[Dataset entries]
--------------------------------

//! Wi-Fi scanning and scan result collection.
//!
//! `SCAN` only starts a scan; results are read back with `BSS 0`, `BSS 1`,
//! ... until the supplicant returns an empty record.

use log::{debug, warn};
use std::thread;

use crate::Result;
use crate::api::models::{NetworkDetail, StationConfig, StationError};
use crate::ctrl::{Command, ControlChannel, Reply};
use crate::util::parser::parse_bss;

/// Sends `SCAN` until it is acknowledged, pausing between busy replies.
pub(crate) fn request_scan(channel: &mut ControlChannel, config: &StationConfig) -> Result<()> {
    let attempts = config.scan_busy_retries.max(1);
    let mut last = String::new();

    for attempt in 1..=attempts {
        match channel.send(Command::Scan)? {
            Reply::Ack => {
                debug!("Scan requested on {}", channel.interface());
                return Ok(());
            }
            reply => {
                warn!(
                    "SCAN not accepted ({}), attempt {attempt}/{attempts}",
                    reply.as_text()
                );
                last = reply.as_text().to_string();
            }
        }
        if attempt < attempts {
            thread::sleep(config.poll_interval);
        }
    }

    Err(StationError::ScanRejected(last))
}

/// Reads `BSS <n>` records until an empty one.
///
/// Fails with [`StationError::ScanCapacityExceeded`] as soon as a record
/// beyond `capacity` shows up.
pub(crate) fn collect_results(
    channel: &mut ControlChannel,
    capacity: usize,
) -> Result<Vec<NetworkDetail>> {
    let mut networks = Vec::new();

    for index in 0.. {
        let raw = channel.send_raw(Command::Bss(index))?;
        let Some(network) = parse_bss(&raw)? else {
            break;
        };
        if networks.len() >= capacity {
            return Err(StationError::ScanCapacityExceeded(capacity));
        }
        networks.push(network);
    }

    debug!("Collected {} scan results", networks.len());
    Ok(networks)
}

/// One scan-then-collect cycle.
pub(crate) fn scan_once(
    channel: &mut ControlChannel,
    capacity: usize,
    config: &StationConfig,
) -> Result<Vec<NetworkDetail>> {
    request_scan(channel, config)?;
    thread::sleep(config.poll_interval);
    collect_results(channel, capacity)
}

/// Repeats [`scan_once`] while it finds nothing, up to
/// `config.scan_attempts` cycles.
pub(crate) fn scan(
    channel: &mut ControlChannel,
    capacity: usize,
    config: &StationConfig,
) -> Result<Vec<NetworkDetail>> {
    let attempts = config.scan_attempts.max(1);

    for attempt in 1..=attempts {
        let networks = scan_once(channel, capacity, config)?;
        if !networks.is_empty() {
            return Ok(networks);
        }
        debug!("Scan cycle {attempt}/{attempts} found nothing");
        if attempt < attempts {
            thread::sleep(config.poll_interval);
        }
    }

    Ok(Vec::new())
}
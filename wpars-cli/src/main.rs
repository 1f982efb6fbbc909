fn main() -> anyhow::Result<()> {
    wpars_cli::run()
}
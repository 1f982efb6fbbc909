//! A Rust library for managing Wi-Fi station interfaces through `wpa_supplicant`.
//!
//! This crate talks to a running supplicant over its control socket and
//! provides a blocking API for common station operations:
//!
//! - Reading the current connection state
//! - Connecting to open and WPA/WPA2-PSK networks
//! - Disconnecting and saving the supplicant configuration
//! - Scanning for visible networks
//!
//! The [`netif`] module adds the interface plumbing a station usually needs
//! afterwards: DHCP or static IPv4 addressing and MAC address changes.
//!
//! # Example
//!
//! ```no_run
//! use wpars::{ConnectRequest, WifiStation};
//!
//! # fn example() -> wpars::Result<()> {
//! let mut station = WifiStation::open("wlan0")?;
//!
//! // List visible networks
//! for net in station.scan(64)? {
//!     println!("{} ({} dBm, {})", net.ssid, net.level, net.security);
//! }
//!
//! // Connect to a network
//! let info = station.connect(&ConnectRequest::new("MyNetwork").psk("password123"))?;
//! println!("connected to {}", info.network.bssid);
//! # Ok(())
//! # }
//! ```
//!
//! # Error Handling
//!
//! All operations return `Result<T, StationError>`. Transport problems,
//! rejected input, timeouts and unexpected supplicant replies each have
//! their own variants. A connection timeout carries the last observed
//! [`StationInfo`].
//!
//! # State Polling
//!
//! The supplicant's state is observed, never set: after a connect sequence
//! the station re-reads `STATUS` once per poll interval until it reports
//! `COMPLETED` or the request's timeout runs out. The poll interval and
//! other pacing live in [`StationConfig`].
//!
//! # Logging
//!
//! This crate uses the [`log`](https://docs.rs/log) facade for logging. To see
//! log output, add a logging implementation like `env_logger`. For example:
//!
//! ```no_run,ignore
//! env_logger::init();
//! // ...
//! ```
//!
//! Pre-shared keys are never written to the log.

// Internal implementation modules
mod core;
mod types;
mod util;

// Public API modules
pub mod api;
pub mod ctrl;
pub mod netif;

// Re-exported public API
pub use api::models::{
    ConnectRequest, NetworkDetail, SecurityLabel, StationConfig, StationError, StationInfo,
    StationState,
};
pub use api::station::WifiStation;
pub use ctrl::{Command, ControlChannel, Reply, Transport, UnixTransport};
pub use util::parser::{is_hidden, parse_bss, parse_network_id, parse_security, parse_status};

/// A specialized `Result` type for station operations.
pub type Result<T> = std::result::Result<T, StationError>;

--------------------------------

(Assignment) Report the number of lines above containing the string "StationConfig" as your sole answer.

(Task result) 6